The formation of solid carbon components involves a multi-stage process of kerogen degradation, initiated by deposition of organic matters [89]. Sources of organic matter could be either derived from the ocean, consisting of phytoplanktonic remains, or land, which consists mainly of vascular plant remains. However, accumulation of both marine and land-derived organic matter is common at deltas or floodplains of meandering rivers [90,91]. Under this oxic condition in the water column, the aerobic degradation of organic matter continued until the dissolved oxygen was less than 0.2 mL/L H₂O [92]. The deficiency in oxygen may be due to climatic overprint, sea-level changes, tectonic activities, and hydrographic factors, resulting in an insufficient supply of oxygen to oxidize the organic materials [93,94]. In addition, the faster rate of organic matter accumulation in sediments more than the aerobic degradation and bacterial oxidation processes may contribute to the enrichment of organic carbon beyond its decomposition [95]. Below 0.2 mL/L H₂O oxygen concentration, anaerobic conditions and degradation of organic matter begin, giving rise to the solid carbon-containing components in shale sediments [95]. This anoxic setting is established as all the oxidants in the shale sediments deplete due to further reduction processes caused by increasing burial depth, promoting the activities of sulfide-reducing bacteria [96]. Studies [97,98,99,100] have highlighted minerals and compounds such as pyrite, sphalerite, hydrogen sulphide, and iron sulfide as evidence of the reduction process that ensued from sulfide-driven bacteria.

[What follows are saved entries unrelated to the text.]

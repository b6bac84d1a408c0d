//! TALLY Context - Prompt Assembly
//!
//! Renders a [`BusinessContext`](tally_core::BusinessContext), recent
//! conversation and an optional reference snippet into the prompt handed to
//! the generative backend, within token budgets.

pub mod knowledge;
pub mod prompt;
pub mod tokens;

pub use knowledge::{Article, KeywordKnowledgeBase, KnowledgeRetriever};
pub use prompt::PromptBuilder;
pub use tokens::{clip_line, CLIP_MARKER};
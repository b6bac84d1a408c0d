//! Keyword heuristic that assigns a [`Category`] to a query.
//!
//! Each category has a set of word-boundary patterns. The category with the
//! most matches wins; ties go to the earlier category in [`PATTERNS`], and a
//! query with no matches is [`Category::General`].

use once_cell::sync::Lazy;
use regex::Regex;
use tally_core::Category;
use tracing::{debug, warn};

const ANALYTICS: &[&str] = &[
    r"\brevenue\b",
    r"\bsales\b",
    r"\borders?\b",
    r"\btrends?\b",
    r"\b(top|best|worst|lowest|highest)\b",
    r"\brank(ing|ed)?\b",
    r"\bperform(ance|ing)?\b",
    r"\bcompar(e|ed|ison)\b",
    r"\b(growth|growing|decline|declining|drop|dropped)\b",
    r"\bproducts?\b",
    r"\b(aov|average order)\b",
    r"\binsights?\b",
    r"\bhow (much|many)\b",
];

const SUPPORT: &[&str] = &[
    r"\bhelp\b",
    r"\bhow (do|can) i\b",
    r"\b(export|download|csv)\b",
    r"\b(password|login|log in|sign in)\b",
    r"\b(error|bug|broken|issue|problem)\b",
    r"\b(access|account|permission|permissions)\b",
    r"\b(reset|locked)\b",
];

const GREETING: &[&str] = &[
    r"^\s*(hi|hello|hey|howdy)\b",
    r"\bgood (morning|afternoon|evening)\b",
    r"\b(thanks|thank you)\b",
];

static PATTERNS: Lazy<Vec<(Category, Regex)>> = Lazy::new(|| {
    [
        (Category::Analytics, ANALYTICS),
        (Category::Support, SUPPORT),
        (Category::Greeting, GREETING),
    ]
    .into_iter()
    .flat_map(|(category, patterns)| patterns.iter().map(move |p| (category, *p)))
    .filter_map(|(category, pattern)| match Regex::new(pattern) {
        Ok(regex) => Some((category, regex)),
        Err(e) => {
            warn!(pattern = pattern, error = %e, "Skipping invalid category pattern");
            None
        }
    })
    .collect()
});

#[derive(Debug, Clone, Copy, Default)]
pub struct Categorizer;

impl Categorizer {
    pub fn new() -> Self {
        Self
    }

    pub fn categorize(&self, query: &str) -> Category {
        let lowered = query.to_lowercase();
        let mut scores: Vec<(Category, usize)> = Vec::with_capacity(3);
        for (category, regex) in PATTERNS.iter() {
            let hits = regex.find_iter(&lowered).count();
            if hits == 0 {
                continue;
            }
            match scores.iter_mut().find(|(c, _)| c == category) {
                Some((_, score)) => *score += hits,
                None => scores.push((*category, hits)),
            }
        }

        let mut best: Option<(Category, usize)> = None;
        for (category, score) in scores {
            if best.map_or(true, |(_, top)| score > top) {
                best = Some((category, score));
            }
        }

        let category = best.map(|(c, _)| c).unwrap_or_default();
        debug!(category = %category, "Categorized query");
        category
    }
}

With further increase in burial depth below the sediment–water interface, the methanogens begin to degrade the organic carbon to generate biogenic methane. This is consistent with the previous work of Tourtelot (1979), which argued that methane is unlikely to form unless all sulphates are depleted while vanadium and nickel are concentrated.

5. Conclusions

The combination of FTIR, SEM-EDX, and mineralogical analyses demonstrated a promising approach to assess methanogenesis potentials in carbonaceous shale rock. In shale rock that is dominated by terrigenous higher plants, the biogenic methanogenesis is found to correspond to the absorption spectrum stretching from 1650–1220 cm⁻¹ frequencies. This spectrum reflects the C-O stretching and OH deformation of acetic and phenolic groups in all studied samples. Given the strong absorptions around 2000–2300 cm⁻¹, CO₂ is produced by decarboxylation of organic matter. The gas becomes acidified and dissolves feldspar to release K⁺ ions, which promoted the illitization of smectite. The SEM microscopy depicted a framboidal structure, which indicated a sulfate reduction of pyrite mineral. The reduction process results from microbial activities in an anoxic milieu and causes an increase in alkalinity medium that favors precipitation of dolomite in the presence of Ca and Mg as burial depth increases. The contact diagenesis from the proximity of Sagole geothermal spring via Tshipise fault is suggested to have enhanced the transformation of smectite to chlorite via a mixed-layer corrensite in a solid-state gradual replacement reaction pathway. The presence of diagenetic chlorite mineral is characteristic of low-grade metamorphism or high diagenetic zone at a temperature around 200–230 °C and corresponds to thermal breakdown of kerogen to methane at a a strong absorption band around 2850–3000 cm⁻¹.